TASK -
Some entries follow. Reproduce exactly the lines starting at the one with "pub use entity::Entity;" and stopping after the one with "use rust_decimal::Decimal;".

═══ INFORMATION SUPPLIED

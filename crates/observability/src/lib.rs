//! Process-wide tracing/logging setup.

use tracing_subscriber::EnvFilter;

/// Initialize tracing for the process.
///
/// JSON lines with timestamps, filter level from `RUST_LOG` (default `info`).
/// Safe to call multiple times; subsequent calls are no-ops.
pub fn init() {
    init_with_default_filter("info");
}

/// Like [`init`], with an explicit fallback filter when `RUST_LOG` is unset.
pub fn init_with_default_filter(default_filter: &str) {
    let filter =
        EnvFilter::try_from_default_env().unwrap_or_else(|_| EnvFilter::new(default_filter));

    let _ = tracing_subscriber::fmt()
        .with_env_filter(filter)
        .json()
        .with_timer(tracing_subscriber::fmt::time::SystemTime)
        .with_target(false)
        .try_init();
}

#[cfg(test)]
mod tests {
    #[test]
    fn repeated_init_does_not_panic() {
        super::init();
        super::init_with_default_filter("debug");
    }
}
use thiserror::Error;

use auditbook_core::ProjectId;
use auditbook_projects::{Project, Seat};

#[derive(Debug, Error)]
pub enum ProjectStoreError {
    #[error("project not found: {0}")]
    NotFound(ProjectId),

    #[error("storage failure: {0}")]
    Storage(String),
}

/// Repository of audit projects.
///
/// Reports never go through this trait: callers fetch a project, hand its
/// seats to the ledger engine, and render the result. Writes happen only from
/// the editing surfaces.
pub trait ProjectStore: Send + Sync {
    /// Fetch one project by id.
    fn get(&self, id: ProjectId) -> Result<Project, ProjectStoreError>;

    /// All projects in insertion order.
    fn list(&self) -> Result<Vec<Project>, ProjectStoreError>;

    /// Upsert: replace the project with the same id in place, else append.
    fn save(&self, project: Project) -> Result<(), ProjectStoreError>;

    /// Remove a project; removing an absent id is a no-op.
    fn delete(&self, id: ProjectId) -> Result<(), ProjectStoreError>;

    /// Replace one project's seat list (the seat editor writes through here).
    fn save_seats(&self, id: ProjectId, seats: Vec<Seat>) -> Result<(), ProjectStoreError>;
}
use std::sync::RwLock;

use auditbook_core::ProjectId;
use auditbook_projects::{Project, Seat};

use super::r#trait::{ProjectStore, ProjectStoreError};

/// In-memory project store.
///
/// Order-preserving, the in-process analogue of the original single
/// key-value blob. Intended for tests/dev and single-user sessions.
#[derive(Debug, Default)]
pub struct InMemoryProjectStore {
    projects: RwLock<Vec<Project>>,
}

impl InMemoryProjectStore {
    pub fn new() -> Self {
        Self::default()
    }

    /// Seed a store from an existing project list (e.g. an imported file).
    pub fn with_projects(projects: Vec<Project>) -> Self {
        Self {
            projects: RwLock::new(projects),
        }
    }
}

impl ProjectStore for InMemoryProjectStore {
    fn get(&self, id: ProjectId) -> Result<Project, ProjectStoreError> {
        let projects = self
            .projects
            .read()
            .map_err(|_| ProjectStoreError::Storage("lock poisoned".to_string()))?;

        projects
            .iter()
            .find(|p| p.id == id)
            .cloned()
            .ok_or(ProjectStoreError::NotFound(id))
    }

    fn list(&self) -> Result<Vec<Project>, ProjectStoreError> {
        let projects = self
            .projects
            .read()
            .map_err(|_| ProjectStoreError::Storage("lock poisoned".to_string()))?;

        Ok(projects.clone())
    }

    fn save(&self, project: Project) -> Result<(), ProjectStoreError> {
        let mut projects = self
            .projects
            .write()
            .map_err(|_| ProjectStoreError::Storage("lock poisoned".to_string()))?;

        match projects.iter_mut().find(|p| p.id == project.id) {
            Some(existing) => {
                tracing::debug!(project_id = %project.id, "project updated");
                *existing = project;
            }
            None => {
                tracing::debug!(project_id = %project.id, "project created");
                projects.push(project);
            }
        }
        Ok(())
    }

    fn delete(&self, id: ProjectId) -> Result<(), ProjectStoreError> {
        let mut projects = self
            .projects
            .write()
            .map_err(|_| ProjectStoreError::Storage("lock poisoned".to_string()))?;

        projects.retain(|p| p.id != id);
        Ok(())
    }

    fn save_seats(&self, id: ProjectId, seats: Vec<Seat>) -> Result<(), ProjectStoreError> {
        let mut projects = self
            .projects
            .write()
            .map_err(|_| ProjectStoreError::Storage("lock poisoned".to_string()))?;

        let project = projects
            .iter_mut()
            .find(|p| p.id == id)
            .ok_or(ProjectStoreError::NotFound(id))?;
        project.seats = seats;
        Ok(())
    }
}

══════
═══ INFORMATION SUPPLIED

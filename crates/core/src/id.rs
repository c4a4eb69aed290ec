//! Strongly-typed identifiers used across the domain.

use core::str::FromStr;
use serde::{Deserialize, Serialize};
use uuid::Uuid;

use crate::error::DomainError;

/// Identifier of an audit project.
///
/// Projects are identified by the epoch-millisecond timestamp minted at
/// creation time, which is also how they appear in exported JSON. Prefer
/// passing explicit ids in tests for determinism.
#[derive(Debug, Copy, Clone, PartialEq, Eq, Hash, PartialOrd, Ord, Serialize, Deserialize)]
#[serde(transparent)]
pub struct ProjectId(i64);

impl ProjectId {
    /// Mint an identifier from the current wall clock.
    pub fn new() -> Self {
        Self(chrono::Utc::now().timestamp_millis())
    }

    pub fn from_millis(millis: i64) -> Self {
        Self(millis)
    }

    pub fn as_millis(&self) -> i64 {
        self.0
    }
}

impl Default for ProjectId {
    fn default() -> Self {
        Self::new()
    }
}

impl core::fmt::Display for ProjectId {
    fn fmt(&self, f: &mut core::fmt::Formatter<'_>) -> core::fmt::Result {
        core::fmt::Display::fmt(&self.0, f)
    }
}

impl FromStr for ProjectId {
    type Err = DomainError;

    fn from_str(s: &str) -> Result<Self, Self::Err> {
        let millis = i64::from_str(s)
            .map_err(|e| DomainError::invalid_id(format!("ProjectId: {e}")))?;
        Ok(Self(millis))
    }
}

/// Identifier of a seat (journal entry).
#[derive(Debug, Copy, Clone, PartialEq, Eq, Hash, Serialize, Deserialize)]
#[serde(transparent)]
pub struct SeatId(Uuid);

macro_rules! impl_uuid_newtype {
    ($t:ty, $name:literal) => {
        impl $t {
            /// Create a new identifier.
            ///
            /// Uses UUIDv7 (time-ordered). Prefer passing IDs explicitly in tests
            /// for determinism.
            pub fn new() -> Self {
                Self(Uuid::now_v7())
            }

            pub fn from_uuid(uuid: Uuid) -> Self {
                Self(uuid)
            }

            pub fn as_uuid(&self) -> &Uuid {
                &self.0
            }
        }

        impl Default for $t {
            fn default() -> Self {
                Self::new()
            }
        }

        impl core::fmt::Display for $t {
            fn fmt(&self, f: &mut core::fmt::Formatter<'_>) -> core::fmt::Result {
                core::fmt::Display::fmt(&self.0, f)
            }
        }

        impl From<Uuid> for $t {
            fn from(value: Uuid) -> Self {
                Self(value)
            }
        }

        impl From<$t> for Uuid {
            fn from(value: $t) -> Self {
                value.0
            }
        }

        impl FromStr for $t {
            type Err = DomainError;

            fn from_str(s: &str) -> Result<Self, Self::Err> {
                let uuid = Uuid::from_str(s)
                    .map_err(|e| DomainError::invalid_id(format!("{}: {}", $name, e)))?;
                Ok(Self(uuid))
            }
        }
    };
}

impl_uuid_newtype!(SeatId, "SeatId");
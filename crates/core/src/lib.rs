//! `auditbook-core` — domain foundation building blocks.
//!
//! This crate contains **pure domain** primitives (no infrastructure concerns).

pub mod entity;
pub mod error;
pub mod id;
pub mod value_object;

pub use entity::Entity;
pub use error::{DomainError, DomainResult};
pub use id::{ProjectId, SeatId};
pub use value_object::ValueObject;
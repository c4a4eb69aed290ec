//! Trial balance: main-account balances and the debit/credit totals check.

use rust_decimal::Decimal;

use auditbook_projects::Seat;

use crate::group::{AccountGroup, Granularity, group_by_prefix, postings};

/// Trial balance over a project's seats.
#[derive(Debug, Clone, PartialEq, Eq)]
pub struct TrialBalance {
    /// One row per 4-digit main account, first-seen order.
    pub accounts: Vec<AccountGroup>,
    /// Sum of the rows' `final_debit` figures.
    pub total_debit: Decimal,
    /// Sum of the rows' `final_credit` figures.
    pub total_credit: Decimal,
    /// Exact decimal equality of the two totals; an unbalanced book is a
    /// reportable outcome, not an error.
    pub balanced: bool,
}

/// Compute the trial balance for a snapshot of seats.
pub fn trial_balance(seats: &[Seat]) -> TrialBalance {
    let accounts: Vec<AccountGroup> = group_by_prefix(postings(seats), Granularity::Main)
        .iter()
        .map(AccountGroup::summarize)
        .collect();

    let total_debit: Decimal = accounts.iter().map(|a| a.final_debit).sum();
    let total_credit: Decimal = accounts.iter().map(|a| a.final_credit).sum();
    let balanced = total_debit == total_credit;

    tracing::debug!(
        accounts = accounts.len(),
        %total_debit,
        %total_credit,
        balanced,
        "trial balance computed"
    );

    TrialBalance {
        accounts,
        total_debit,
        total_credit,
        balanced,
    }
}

══════

REPLY -
pub use entity::Entity;
pub use error::{DomainError, DomainResult};
pub use id::{ProjectId, SeatId};
pub use value_object::ValueObject;
repository c4a4eb69aed290ec
//! Trial balance: main-account balances and the debit/credit totals check.

use rust_decimal::Decimal;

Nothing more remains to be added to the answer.